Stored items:
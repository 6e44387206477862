//! HTTP Server for the prompt generator.
//!
//! # API Endpoints
//!
//! | Method | Path         | Description                                   |
//! |--------|--------------|-----------------------------------------------|
//! | GET    | `/health`    | Health check                                  |
//! | POST   | `/generate/` | Multipart upload of the four files, returns the prompt as a text attachment |
//! | GET    | `/api/logs`  | SSE stream for real-time logs                 |

use axum::{
    extract::{DefaultBodyLimit, Multipart, State},
    http::{header, Method, StatusCode},
    response::{sse::Event, IntoResponse, Json, Response, Sse},
    routing::{get, post},
    Router,
};
use futures::stream::Stream;
use std::{convert::Infallible, net::SocketAddr, sync::Arc, time::Duration};
use tokio_stream::wrappers::BroadcastStream;
use tokio_stream::StreamExt as _;
use tower_http::cors::{Any, CorsLayer};
use uuid::Uuid;

use super::logs::{log_request, LogLevel, LOG_BROADCASTER};
use super::types::{attachment, error_response, HealthResponse};
use crate::ai::{AiClient, PromptTemplate};
use crate::error::{GenerateError, ServerError, ServerResult};
use crate::inputs::{GenerateInputs, UploadedFile};
use crate::pipeline::generate_prompt;

/// Largest accepted multipart body
pub const MAX_UPLOAD_BYTES: usize = 20 * 1024 * 1024;

/// Shared handler state
#[derive(Debug, Clone)]
pub struct AppState {
    pub ai: AiClient,
    pub template: Arc<PromptTemplate>,
}

impl AppState {
    pub fn new(ai: AiClient, template: PromptTemplate) -> Self {
        Self {
            ai,
            template: Arc::new(template),
        }
    }
}

/// Build the application router
pub fn router(state: AppState) -> Router {
    // Browsers need Content-Disposition exposed to read the file name
    let cors = CorsLayer::new()
        .allow_origin(Any)
        .allow_methods([Method::GET, Method::POST, Method::OPTIONS])
        .allow_headers(Any)
        .expose_headers([header::CONTENT_TYPE, header::CONTENT_DISPOSITION]);

    Router::new()
        .route("/", get(health))
        .route("/health", get(health))
        .route("/generate", post(generate))
        .route("/generate/", post(generate))
        .route("/api/logs", get(sse_logs))
        .layer(DefaultBodyLimit::max(MAX_UPLOAD_BYTES))
        .layer(cors)
        .with_state(state)
}

/// Start the HTTP server
pub async fn start_server(port: u16, state: AppState) -> Result<(), Box<dyn std::error::Error>> {
    let model = state.ai.model().to_string();
    let app = router(state);

    let addr = SocketAddr::from(([0, 0, 0, 0], port));
    println!("🚀 Prompt generator running on http://localhost:{}", port);
    println!("   POST /generate/ - Upload flow, example, job description and job details");
    println!("   GET  /api/logs  - SSE log stream");
    println!("   GET  /health    - Health check");
    println!();
    println!("🤖 Model: {}", model);

    let listener = tokio::net::TcpListener::bind(addr).await?;
    axum::serve(listener, app).await?;

    Ok(())
}

/// Health check endpoint
async fn health(State(state): State<AppState>) -> Json<HealthResponse> {
    Json(HealthResponse::ok(state.ai.model()))
}

/// SSE endpoint for real-time log streaming
async fn sse_logs() -> Sse<impl Stream<Item = Result<Event, Infallible>>> {
    let rx = LOG_BROADCASTER.subscribe();

    // Lagged receivers skip the entries they missed
    let stream = BroadcastStream::new(rx).filter_map(|result| {
        let entry = result.ok()?;
        let json = serde_json::to_string(&entry).ok()?;
        Some(Ok(Event::default().data(json)))
    });

    Sse::new(stream).keep_alive(
        axum::response::sse::KeepAlive::new()
            .interval(Duration::from_secs(15))
            .text("keep-alive"),
    )
}

/// Generate endpoint: four files in, one text attachment out
async fn generate(State(state): State<AppState>, multipart: Multipart) -> ServerResult<Response> {
    let request_id = Uuid::new_v4().to_string();

    let uploads = read_uploads(multipart).await?;
    let summary = uploads
        .iter()
        .map(|u| format!("{}={} ({} bytes)", u.field, u.name(), u.bytes.len()))
        .collect::<Vec<_>>()
        .join(", ");
    log_request(LogLevel::Info, &request_id, format!("📄 New upload: {}", summary));

    let result = async {
        let inputs = GenerateInputs::from_uploads(uploads).map_err(GenerateError::from)?;
        generate_prompt(&inputs, &state.ai, &state.template).await
    }
    .await;

    match result {
        Ok(generated) => {
            log_request(LogLevel::Success, &request_id, format!("Sent {}", generated.file_name));
            Ok((
                StatusCode::OK,
                [
                    (header::CONTENT_TYPE, "text/plain; charset=utf-8".to_string()),
                    (header::CONTENT_DISPOSITION, attachment(&generated.file_name)),
                ],
                generated.text,
            )
                .into_response())
        }
        Err(e) => {
            log_request(LogLevel::Error, &request_id, e.to_string());
            Err(e.into())
        }
    }
}

/// Drain the multipart body into uploads
async fn read_uploads(mut multipart: Multipart) -> ServerResult<Vec<UploadedFile>> {
    let mut uploads = Vec::new();

    while let Some(field) = multipart
        .next_field()
        .await
        .map_err(|e| ServerError::BadRequest(format!("Multipart error: {}", e)))?
    {
        let name = field.name().unwrap_or("").to_string();
        let file_name = field.file_name().map(|s| s.to_string());
        let bytes = field
            .bytes()
            .await
            .map_err(|e| ServerError::BadRequest(format!("Read error for {}: {}", name, e)))?;
        uploads.push(UploadedFile::new(name, file_name, bytes.to_vec()));
    }

    Ok(uploads)
}

impl IntoResponse for ServerError {
    fn into_response(self) -> Response {
        (self.status_code(), Json(error_response(&self.to_string()))).into_response()
    }
}
//! Upload form component.
//!
//! Renders the form with the DOM ids the page contract expects
//! (`uploadForm`, `flowFile`, `exampleFile`, `jobDescFile`, `jobDetailFile`,
//! `loader`, `resultSection`, `downloadLink`) and feeds submissions to
//! [`UploadSubmitHandler`].

use leptos::html::Input;
use leptos::*;

use crate::services::{alert, create_object_url, FetchTransport, PayloadSource, UploadSubmitHandler, UploadView};
use crate::{AppResult, ResponseArtifact, UploadConfig, UploadField};

/// Where the download anchor points.
#[derive(Clone, Debug, PartialEq)]
pub struct DownloadTarget {
    pub href: String,
    pub file_name: String,
}

/// [`UploadView`] backed by Leptos signals.
#[derive(Clone, Copy)]
pub struct SignalUploadView {
    loader: WriteSignal<bool>,
    result: WriteSignal<bool>,
    download: WriteSignal<Option<DownloadTarget>>,
}

impl UploadView for SignalUploadView {
    fn set_loader_visible(&self, visible: bool) {
        self.loader.set(visible);
    }

    fn set_result_visible(&self, visible: bool) {
        self.result.set(visible);
    }

    fn create_object_url(&self, artifact: &ResponseArtifact) -> AppResult<String> {
        create_object_url(artifact)
    }

    fn bind_download(&self, url: &str, file_name: &str) {
        self.download.set(Some(DownloadTarget {
            href: url.to_string(),
            file_name: file_name.to_string(),
        }));
    }

    fn alert(&self, message: &str) {
        if let Err(e) = alert(message) {
            log::error!("{}", e);
        }
    }
}

/// The four `<input type="file">` elements.
#[derive(Clone, Copy)]
pub struct DomFileInputs {
    flow: NodeRef<Input>,
    example: NodeRef<Input>,
    job_desc: NodeRef<Input>,
    job_detail: NodeRef<Input>,
}

impl DomFileInputs {
    pub fn new() -> Self {
        Self {
            flow: create_node_ref(),
            example: create_node_ref(),
            job_desc: create_node_ref(),
            job_detail: create_node_ref(),
        }
    }

    pub fn node(&self, field: UploadField) -> NodeRef<Input> {
        match field {
            UploadField::Flow => self.flow,
            UploadField::Example => self.example,
            UploadField::JobDesc => self.job_desc,
            UploadField::JobDetail => self.job_detail,
        }
    }
}

impl Default for DomFileInputs {
    fn default() -> Self {
        Self::new()
    }
}

impl PayloadSource for DomFileInputs {
    type File = web_sys::File;

    fn selected_file(&self, field: UploadField) -> Option<web_sys::File> {
        let input = self.node(field).get_untracked()?;
        input.files()?.get(0)
    }
}

#[component]
pub fn UploadForm(config: UploadConfig) -> impl IntoView {
    let (loader_visible, set_loader_visible) = create_signal(false);
    let (result_visible, set_result_visible) = create_signal(false);
    let (download, set_download) = create_signal(None::<DownloadTarget>);

    let inputs = DomFileInputs::new();
    let view_handle = SignalUploadView {
        loader: set_loader_visible,
        result: set_result_visible,
        download: set_download,
    };
    let handler = UploadSubmitHandler::new(FetchTransport::new(), config);

    let on_submit = move |ev: ev::SubmitEvent| {
        // Runs synchronously: default prevented and loader shown before yielding
        let pending = handler.submit(&ev, &inputs, view_handle);
        spawn_local(async move {
            let phase = pending.await;
            log::debug!("Submission settled: {:?}", phase);
        });
    };

    let display = |visible: ReadSignal<bool>| move || if visible.get() { "block" } else { "none" };

    view! {
        <form id="uploadForm" class="upload-form" on:submit=on_submit>
            {UploadField::ALL
                .into_iter()
                .map(|field| {
                    let node = inputs.node(field);
                    view! {
                        <div class="file-field">
                            <label for=field.input_id()>{field.label()}</label>
                            <input
                                type="file"
                                id=field.input_id()
                                name=field.form_name()
                                accept=field.accept()
                                node_ref=node
                            />
                        </div>
                    }
                })
                .collect_view()}

            <button type="submit" class="upload-button">"Generate system prompt"</button>
        </form>

        <div id="loader" class="loader" style:display=display(loader_visible)>
            "⏳ Generating prompt..."
        </div>

        <div id="resultSection" class="result-section" style:display=display(result_visible)>
            <p>"Your system prompt is ready."</p>
            <a
                id="downloadLink"
                class="download-link"
                href=move || download.get().map(|d| d.href)
                download=move || download.get().map(|d| d.file_name)
            >
                "Download prompt"
            </a>
        </div>
    }
}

__What is being asked__.
Take every line above that includes "UploadSubmitHandler" and list it.

__Answer to the exercise__.
//! [`UploadSubmitHandler`].
use crate::services::{alert, create_object_url, FetchTransport, PayloadSource, UploadSubmitHandler, UploadView};
    let handler = UploadSubmitHandler::new(FetchTransport::new(), config);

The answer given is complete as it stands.